> _Task item_
Line by line, reproduce exactly the beginning of the listing below, ending with the line that contains "out, 1 based" and adding nothing.

> _Records for this task_
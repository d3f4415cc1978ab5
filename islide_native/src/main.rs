use std::{
    fs::File,
    io::{self, BufReader, Write},
    path::PathBuf,
    time::Duration,
};

use args::ViewportParser;
use clap::Parser;
use color_eyre::{
    config::Theme,
    eyre::{self, bail, Context},
};
use islide_engine::{derive_steps, EditorSession, EffectCue, EngineConfig, TimelinePlayer};
use islide_layout::{CanvasBounds, Viewport};
use islide_model::SlideDeck;
use tracing_error::ErrorLayer;
use tracing_subscriber::{layer::SubscriberExt, util::SubscriberInitExt, EnvFilter};

mod args;

/// Inspect and play interactive slide decks
#[derive(Parser)]
struct Args {
    /// Deck to load, as JSON
    input: PathBuf,
    /// JSON file overriding engine defaults
    #[clap(short, long)]
    config: Option<PathBuf>,
    /// Viewport as WIDTHxHEIGHT or one of mobile, tablet, desktop
    #[clap(short, long, value_parser = ViewportParser, default_value = "desktop")]
    size: Viewport,
    /// Slide to lay out, 1 based
    #[clap(long, default_value_t = 1)]
    slide: usize,
    /// Print the element frames of the slide at the chosen size
    #[clap(short, long)]
    layout: bool,
    /// Print the derived timeline steps
    #[clap(short = 't', long)]
    steps: bool,
    /// Play the timeline on a simulated clock, logging every cue
    #[clap(short, long)]
    play: bool,
    /// Playback speed, between 0.25 and 4
    #[clap(long, default_value_t = 1.0)]
    speed: f32,
    /// Write the deck back out as loaded, unreadable effect parameters
    /// replaced by their defaults
    #[clap(short, long)]
    normalize: bool,
}

impl Args {
    fn open_deck(&self) -> eyre::Result<SlideDeck> {
        let file = BufReader::new(
            File::open(&self.input)
                .wrap_err_with(|| format!("Failed to open deck {}", self.input.display()))?,
        );
        SlideDeck::from_reader(file).wrap_err("Failed to load deck")
    }

    fn engine_config(&self) -> eyre::Result<EngineConfig> {
        let Some(path) = self.config.as_deref() else {
            return Ok(EngineConfig::default());
        };
        let file = BufReader::new(File::open(path).wrap_err("Failed to open config file")?);
        serde_json::from_reader(file)
            .wrap_err_with(|| format!("Invalid config file {}", path.display()))
    }
}

fn main() -> eyre::Result<()> {
    let args = Args::parse();
    let color = supports_color::on(supports_color::Stream::Stderr)
        .map(|c| c.has_basic)
        .unwrap_or_default();
    if !color {
        color_eyre::config::HookBuilder::new()
            .theme(Theme::default())
            .install()?;
    } else {
        color_eyre::install()?;
    }

    tracing_subscriber::registry()
        .with(ErrorLayer::default())
        .with(EnvFilter::try_from_default_env().unwrap_or_else(|_| EnvFilter::new("info")))
        .with(
            tracing_subscriber::fmt::layer()
                .with_ansi(color)
                .with_writer(io::stderr),
        )
        .init();

    let deck = args.open_deck()?;
    let config = args.engine_config()?;
    tracing::debug!(slides = deck.slides.len(), title = %deck.title, "Loaded deck");

    let mut stdout = io::stdout().lock();

    if args.layout {
        let mut session = EditorSession::new(deck.clone(), config, args.size);
        session.set_canvas_bounds(Some(CanvasBounds::new(args.size.width, args.size.height)));
        let Some(index) = args.slide.checked_sub(1).filter(|&i| session.set_slide(i)) else {
            bail!(
                "Slide {} does not exist, the deck has {}",
                args.slide,
                deck.slides.len()
            );
        };
        tracing::info!(slide = index + 1, device_class = %session.device_class(), "Layout");
        serde_json::to_writer_pretty(&mut stdout, &session.frames())?;
        writeln!(stdout)?;
    }

    let steps = derive_steps(&deck, &config.timeline);

    if args.steps {
        for step in &steps {
            writeln!(
                stdout,
                "{:>3}  {:>7.2}s  slide {:<3} {:<16} {:<12} {}",
                step.step_number,
                step.timestamp,
                step.slide_index + 1,
                step.element_id,
                step.interaction.trigger,
                step.interaction.effect.effect_type(),
            )?;
        }
    }

    if args.play {
        play(steps, &config, &args)?;
    }

    if args.normalize {
        writeln!(stdout, "{}", deck.to_json_pretty()?)?;
    }

    Ok(())
}

/// Runs the timeline to the end, jumping the clock straight to each
/// scheduled advance
fn play(
    steps: Vec<islide_engine::TimelineStep>,
    config: &EngineConfig,
    args: &Args,
) -> eyre::Result<()> {
    if steps.is_empty() {
        tracing::warn!("Deck has no timeline steps");
        return Ok(());
    }

    let mut player = TimelinePlayer::new(steps, config.timeline);
    player.set_speed(args.speed);
    player.set_device_class(args.size.device_class(&config.breakpoints));

    let mut now = Duration::ZERO;
    if let Some(cue) = player.play(now) {
        log_cue(now, &cue);
    }
    while let Some(deadline) = player.next_advance_at() {
        now = deadline;
        for cue in player.poll(now) {
            log_cue(now, &cue);
        }
    }

    tracing::info!(elapsed = ?now, state = %player.state(), "Playback finished");
    Ok(())
}

fn log_cue(now: Duration, cue: &EffectCue) {
    tracing::info!(
        at = ?now,
        step = ?cue.step,
        element = %cue.element_id,
        effect = %cue.effect.effect_type(),
        duration = ?cue.effect.duration,
        delay = ?cue.effect.delay,
        "Cue"
    );
}
use std::time::Duration;

use islide_layout::Breakpoints;
use serde::{Deserialize, Serialize};
use smart_default::SmartDefault;

use crate::{gesture::GestureConfig, timeline::TimelineConfig};

/// Tunables of an editor or player session. Every field has a default,
/// so a config file only needs the values it changes.
#[derive(Deserialize, Serialize, SmartDefault, Debug, Clone, Copy, PartialEq)]
#[serde(default, rename_all = "camelCase")]
pub struct EngineConfig {
    pub breakpoints: Breakpoints,
    pub gesture: GestureConfig,
    pub timeline: TimelineConfig,
    #[default = 150]
    pub resize_debounce_ms: u64,
}

impl EngineConfig {
    pub const fn resize_debounce(&self) -> Duration {
        Duration::from_millis(self.resize_debounce_ms)
    }
}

> _Exercise answer_
repository d3f4415cc1978ab5
filename islide_native/src/main.rs
use std::{
    fs::File,
    io::{self, BufReader, Write},
    path::PathBuf,
    time::Duration,
};

use args::ViewportParser;
use clap::Parser;
use color_eyre::{
    config::Theme,
    eyre::{self, bail, Context},
};
use islide_engine::{derive_steps, EditorSession, EffectCue, EngineConfig, TimelinePlayer};
use islide_layout::{CanvasBounds, Viewport};
use islide_model::SlideDeck;
use tracing_error::ErrorLayer;
use tracing_subscriber::{layer::SubscriberExt, util::SubscriberInitExt, EnvFilter};

mod args;

/// Inspect and play interactive slide decks
#[derive(Parser)]
struct Args {
    /// Deck to load, as JSON
    input: PathBuf,
    /// JSON file overriding engine defaults
    #[clap(short, long)]
    config: Option<PathBuf>,
    /// Viewport as WIDTHxHEIGHT or one of mobile, tablet, desktop
    #[clap(short, long, value_parser = ViewportParser, default_value = "desktop")]
    size: Viewport,
    /// Slide to lay out, 1 based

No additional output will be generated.